Como a universidade, na sua opinião, pode contribuir para essa discussão e transformação desse cenário?

A universidade como espaço por excelência da produção de conhecimento tem como principal papel apontar e diagnosticar os problemas que são evidenciados pelas pesquisas empíricas e etnográficas. Todavia, tais diagnósticos não reverberam necessariamente em políticas públicas e também podem ser apropriados de forma absolutamente distinta da sua proposição inicial. O conhecimento da universidade é como o do dentista ou do médico que pode apontar para o paciente os caminhos a serem percorridos para prevenir uma doença ou coisa do gênero, mas o paciente pode em seguida desconsiderar tudo que lhe foi dito ao sair da consulta.

No InEAC e NUFEP, por exemplo, esses conhecimentos têm sidos transferidos à sociedade por meio de cursos de especialização ou de mestrado e doutorado em áreas que tangenciam a justiça e a segurança pública, bem como também a partir de prestação de consultorias e assessorias às agências governamentais (no âmbito Federal, Estadual e Municipal).
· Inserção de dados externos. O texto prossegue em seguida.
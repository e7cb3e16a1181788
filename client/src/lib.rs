//! JWT-session-guarded REST clients for the expense tracker and blog
//! backends.
//!
//! The library holds the domain (session guard, resource client, use
//! cases), the outbound adapters (reqwest transport, session stores) and the
//! terminal front end shared by the `expenses` and `blog` binaries.

pub mod config;
pub mod domain;
pub mod inbound;
pub mod outbound;
//! Expense tracker use cases: dashboard, create, edit and delete.
//!
//! The dashboard issues its three loads concurrently and reports each one
//! separately, so a failing summary still leaves the transaction table
//! visible. Mutations refresh the list and summary afterwards.

use pagination::{ListEnvelope, Page as ResultsPage};
use tracing::info;
use url::Url;

use super::ports::{ApiTransport, SessionStore};
use super::{
    ApiClient, Category, Endpoint, Error, Page, RequestTarget, Summary, SummaryMonth, Transaction,
    TransactionDraft, TransactionFilter, TransactionForm,
};

/// Which slice of the transaction list to load.
#[derive(Debug, Clone, Default, PartialEq, Eq)]
pub enum TransactionQuery {
    /// First page, unfiltered.
    #[default]
    First,
    /// First page with filters.
    Filtered(TransactionFilter),
    /// A `next`/`previous` link returned by the backend.
    Link(Url),
}

impl TransactionQuery {
    fn target(&self) -> RequestTarget {
        match self {
            Self::First => Endpoint::Transactions.into(),
            Self::Filtered(filter) => RequestTarget::with_query(Endpoint::Transactions, filter.query()),
            Self::Link(url) => RequestTarget::Link(url.clone()),
        }
    }
}

/// Summary and transaction list, each loaded independently.
#[derive(Debug)]
pub struct Ledger {
    /// Totals.
    pub summary: Result<Summary, Error>,
    /// Transactions in server order.
    pub transactions: Result<ResultsPage<Transaction>, Error>,
}

/// Everything the dashboard shows.
#[derive(Debug)]
pub struct Dashboard {
    /// Summary and transactions.
    pub ledger: Ledger,
    /// Options for the create form.
    pub categories: Result<Vec<Category>, Error>,
}

impl Dashboard {
    /// First redirect demanded by any of the loads.
    pub fn redirect(&self) -> Option<Page> {
        self.ledger
            .redirect()
            .or_else(|| self.categories.as_ref().err().and_then(Error::redirect))
    }
}

impl Ledger {
    /// First redirect demanded by either load.
    pub fn redirect(&self) -> Option<Page> {
        self.summary
            .as_ref()
            .err()
            .and_then(Error::redirect)
            .or_else(|| self.transactions.as_ref().err().and_then(Error::redirect))
    }
}

/// Transaction plus the category options for its edit form.
#[derive(Debug)]
pub struct EditForm {
    /// Transaction being edited.
    pub transaction: Transaction,
    /// Category options; a failure leaves the form usable.
    pub categories: Result<Vec<Category>, Error>,
}

/// Expense tracker use cases.
pub struct ExpensesService<T, S> {
    client: ApiClient<T, S>,
}

impl<T, S> ExpensesService<T, S> {
    /// Create the service.
    pub fn new(client: ApiClient<T, S>) -> Self {
        Self { client }
    }
}

impl<T, S> ExpensesService<T, S>
where
    T: ApiTransport,
    S: SessionStore,
{
    /// Load summary, transactions and categories concurrently.
    pub async fn dashboard(
        &self,
        query: &TransactionQuery,
        month: Option<SummaryMonth>,
    ) -> Result<Dashboard, Error> {
        self.client.session()?;
        let (summary, transactions, categories) = futures_util::join!(
            self.summary(month),
            self.transactions(query),
            self.categories(),
        );
        Ok(Dashboard {
            ledger: Ledger {
                summary,
                transactions,
            },
            categories: categories.map_err(|err| err.with_fallback("Failed to fetch categories")),
        })
    }

    /// Income and expense totals, optionally for one month.
    pub async fn summary(&self, month: Option<SummaryMonth>) -> Result<Summary, Error> {
        let query = month
            .map(|month| vec![("month".to_owned(), month.as_query())])
            .unwrap_or_default();
        self.client
            .get(RequestTarget::with_query(Endpoint::TransactionSummary, query))
            .await
            .map_err(|err| err.with_fallback("Failed to fetch summary"))
    }

    /// One page of transactions.
    pub async fn transactions(
        &self,
        query: &TransactionQuery,
    ) -> Result<ResultsPage<Transaction>, Error> {
        self.client
            .get::<ListEnvelope<Transaction>>(query.target())
            .await
            .map(ResultsPage::from)
            .map_err(|err| err.with_fallback("Failed to fetch transactions"))
    }

    /// All categories.
    pub async fn categories(&self) -> Result<Vec<Category>, Error> {
        self.client
            .get::<ListEnvelope<Category>>(Endpoint::Categories)
            .await
            .map(|envelope| ResultsPage::from(envelope).into_items())
    }

    /// Validate and create a transaction, then reload list and summary.
    ///
    /// An invalid form fails with a validation error and sends nothing.
    pub async fn create(&self, form: &TransactionForm) -> Result<Ledger, Error> {
        let draft =
            TransactionDraft::try_from_form(form).map_err(|err| Error::validation(err.to_string()))?;
        let created: Transaction = self
            .client
            .post(Endpoint::Transactions, &draft)
            .await
            .map_err(|err| err.with_fallback("Failed to create transaction"))?;
        info!(id = created.id, "transaction created");
        Ok(self.reload().await)
    }

    /// Delete a transaction, then reload list and summary.
    pub async fn delete(&self, id: i64) -> Result<Ledger, Error> {
        self.client
            .delete(Endpoint::Transaction(id))
            .await
            .map_err(|err| err.with_fallback("Failed to delete transaction"))?;
        info!(id, "transaction deleted");
        Ok(self.reload().await)
    }

    /// Load a transaction and the category options for editing.
    pub async fn edit_form(&self, id: i64) -> Result<EditForm, Error> {
        let transaction = self
            .client
            .get(Endpoint::Transaction(id))
            .await
            .map_err(|err| err.with_fallback("Failed to fetch transaction"))?;
        let categories = self
            .categories()
            .await
            .map_err(|err| err.with_fallback("Could not load categories."));
        Ok(EditForm {
            transaction,
            categories,
        })
    }

    /// Validate and replace a transaction. Returns [`Page::Index`].
    pub async fn update(&self, id: i64, form: &TransactionForm) -> Result<Page, Error> {
        let draft =
            TransactionDraft::try_from_form(form).map_err(|err| Error::validation(err.to_string()))?;
        self.client
            .put::<_, serde_json::Value>(Endpoint::Transaction(id), &draft)
            .await
            .map_err(|err| err.with_fallback("Failed to update transaction"))?;
        info!(id, "transaction updated");
        Ok(Page::Index)
    }

    async fn reload(&self) -> Ledger {
        let (summary, transactions) = futures_util::join!(
            self.summary(None),
            self.transactions(&TransactionQuery::First),
        );
        Ledger {
            summary,
            transactions,
        }
    }
}

#[cfg(test)]
mod tests;
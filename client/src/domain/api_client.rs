//! Resource client shared by every use case.
//!
//! `ApiClient` turns an endpoint, a verb and an optional JSON body into a
//! typed result. It attaches the bearer token, classifies failures into
//! [`Error`] codes, and clears the session when the backend answers `401`
//! to an authenticated call.

use std::sync::Arc;
use std::time::Instant;

use serde::Serialize;
use serde::de::DeserializeOwned;
use serde_json::Value;
use tracing::{debug, warn};

use super::error_body::{body_preview, describe_error_body};
use super::guard::require_session;
use super::ports::{
    ApiRequest, ApiResponse, ApiTransport, HttpMethod, SessionStore, TransportError,
};
use super::{Error, RequestTarget, Session};

const SESSION_EXPIRED_MESSAGE: &str = "Session expired. Please log in again.";

/// Authenticated REST client over a transport and a session store.
pub struct ApiClient<T, S> {
    transport: Arc<T>,
    sessions: Arc<S>,
}

impl<T, S> Clone for ApiClient<T, S> {
    fn clone(&self) -> Self {
        Self {
            transport: Arc::clone(&self.transport),
            sessions: Arc::clone(&self.sessions),
        }
    }
}

impl<T, S> ApiClient<T, S> {
    /// Create a client from its transport and session store.
    pub fn new(transport: Arc<T>, sessions: Arc<S>) -> Self {
        Self {
            transport,
            sessions,
        }
    }

    /// Session store backing this client.
    pub fn sessions(&self) -> &S {
        &self.sessions
    }
}

impl<T, S> ApiClient<T, S>
where
    T: ApiTransport,
    S: SessionStore,
{
    /// Run the session guard.
    pub fn session(&self) -> Result<Session, Error> {
        require_session(self.sessions.as_ref())
    }

    /// Send an authenticated request and decode the JSON response.
    ///
    /// Fails with `MissingSession` before any I/O when no token is stored.
    pub async fn send<R>(
        &self,
        method: HttpMethod,
        target: impl Into<RequestTarget>,
        body: Option<Value>,
    ) -> Result<R, Error>
    where
        R: DeserializeOwned,
    {
        let response = self.send_raw(method, target.into(), body).await?;
        decode(&response)
    }

    /// Send an authenticated request whose response body is ignored.
    pub async fn send_discarding(
        &self,
        method: HttpMethod,
        target: impl Into<RequestTarget>,
        body: Option<Value>,
    ) -> Result<(), Error> {
        self.send_raw(method, target.into(), body).await.map(drop)
    }

    /// Send a request without a bearer token, as login and registration do.
    pub async fn send_anonymous<R>(
        &self,
        method: HttpMethod,
        target: impl Into<RequestTarget>,
        body: Option<Value>,
    ) -> Result<R, Error>
    where
        R: DeserializeOwned,
    {
        let request = ApiRequest {
            body,
            ..ApiRequest::new(method, target)
        };
        let response = self.dispatch(request, false).await?;
        decode(&response)
    }

    /// `GET` a resource.
    pub async fn get<R>(&self, target: impl Into<RequestTarget>) -> Result<R, Error>
    where
        R: DeserializeOwned,
    {
        self.send(HttpMethod::Get, target, None).await
    }

    /// `POST` a payload.
    pub async fn post<B, R>(&self, target: impl Into<RequestTarget>, body: &B) -> Result<R, Error>
    where
        B: Serialize + ?Sized,
        R: DeserializeOwned,
    {
        self.send(HttpMethod::Post, target, Some(encode(body)?))
            .await
    }

    /// `PUT` a payload.
    pub async fn put<B, R>(&self, target: impl Into<RequestTarget>, body: &B) -> Result<R, Error>
    where
        B: Serialize + ?Sized,
        R: DeserializeOwned,
    {
        self.send(HttpMethod::Put, target, Some(encode(body)?)).await
    }

    /// `PATCH` a payload.
    pub async fn patch<B, R>(&self, target: impl Into<RequestTarget>, body: &B) -> Result<R, Error>
    where
        B: Serialize + ?Sized,
        R: DeserializeOwned,
    {
        self.send(HttpMethod::Patch, target, Some(encode(body)?))
            .await
    }

    /// `DELETE` a resource. An empty `204` body is accepted.
    pub async fn delete(&self, target: impl Into<RequestTarget>) -> Result<(), Error> {
        self.send_discarding(HttpMethod::Delete, target, None).await
    }

    async fn send_raw(
        &self,
        method: HttpMethod,
        target: RequestTarget,
        body: Option<Value>,
    ) -> Result<ApiResponse, Error> {
        let session = self.session()?;
        let request = ApiRequest {
            body,
            ..ApiRequest::new(method, target).with_bearer(session.access().clone())
        };
        self.dispatch(request, true).await
    }

    async fn dispatch(&self, request: ApiRequest, authenticated: bool) -> Result<ApiResponse, Error> {
        let method = request.method;
        let path = request.target.describe();
        let started = Instant::now();
        let response = self
            .transport
            .execute(request)
            .await
            .map_err(|error| {
                debug!(%method, %path, %error, "backend request failed");
                map_transport_error(error)
            })?;
        debug!(
            %method,
            %path,
            status = response.status,
            elapsed_ms = u64::try_from(started.elapsed().as_millis()).unwrap_or(u64::MAX),
            "backend responded"
        );

        if response.is_success() {
            return Ok(response);
        }

        let body = describe_error_body(&response.body);
        if response.status == 401 && authenticated {
            warn!(%method, %path, "backend rejected session token; clearing session");
            if let Err(error) = self.sessions.clear() {
                warn!(%error, "failed to clear rejected session");
            }
            return Err(Error::unauthorized(
                body.message
                    .unwrap_or_else(|| SESSION_EXPIRED_MESSAGE.to_owned()),
            ));
        }

        debug!(
            %method,
            %path,
            status = response.status,
            body = %body_preview(&response.body),
            "backend returned an error status"
        );
        let mut error = Error::server(response.status, body.message);
        if let Some(json) = body.json {
            error = error.with_details(json);
        }
        Err(error)
    }
}

fn map_transport_error(error: TransportError) -> Error {
    match error {
        TransportError::Network { message }
        | TransportError::Timeout { message }
        | TransportError::InvalidRequest { message } => Error::network(message),
    }
}

fn encode<B>(body: &B) -> Result<Value, Error>
where
    B: Serialize + ?Sized,
{
    serde_json::to_value(body)
        .map_err(|error| Error::validation(format!("could not encode request body: {error}")))
}

fn decode<R>(response: &ApiResponse) -> Result<R, Error>
where
    R: DeserializeOwned,
{
    let parsed = if response.is_empty() {
        serde_json::from_value(Value::Null)
    } else {
        serde_json::from_slice(&response.body)
    };
    parsed.map_err(|error| {
        Error::decode(format!(
            "unexpected response body ({error}): {}",
            body_preview(&response.body)
        ))
    })
}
Hoje temos, por iniciativa de pesquisadores vinculados a esses dois núcleos de pesquisa de excelência, o curso de Bacharelado em Segurança Pública, cuja inserção é equivalente a qualquer outro curso de graduação da universidade.

Encabeçada por um dos maiores estudiosos sobre o sistema de justiça criminal e segurança pública do país, o antropólogo Roberto Kant de Lima, o curso hoje possui professores e pesquisadores de alto gabarito e reconhecimento acadêmico nacional e internacional. No já consolidado Programa de Pós-Graduação em Antropologia, que completa 25 anos em 2019, há uma linha de pesquisa que abriga inúmeros antropólogos que se ocupam de tais questões, com publicações em revistas de impacto no Brasil e no mundo.

Mas, entre conhecermos os problemas e a solução dos mesmos há um enorme abismo. Talvez se o conhecimento produzido na universidade fosse mais valorizado e apropriado às políticas públicas, o Brasil estaria num rumo melhor.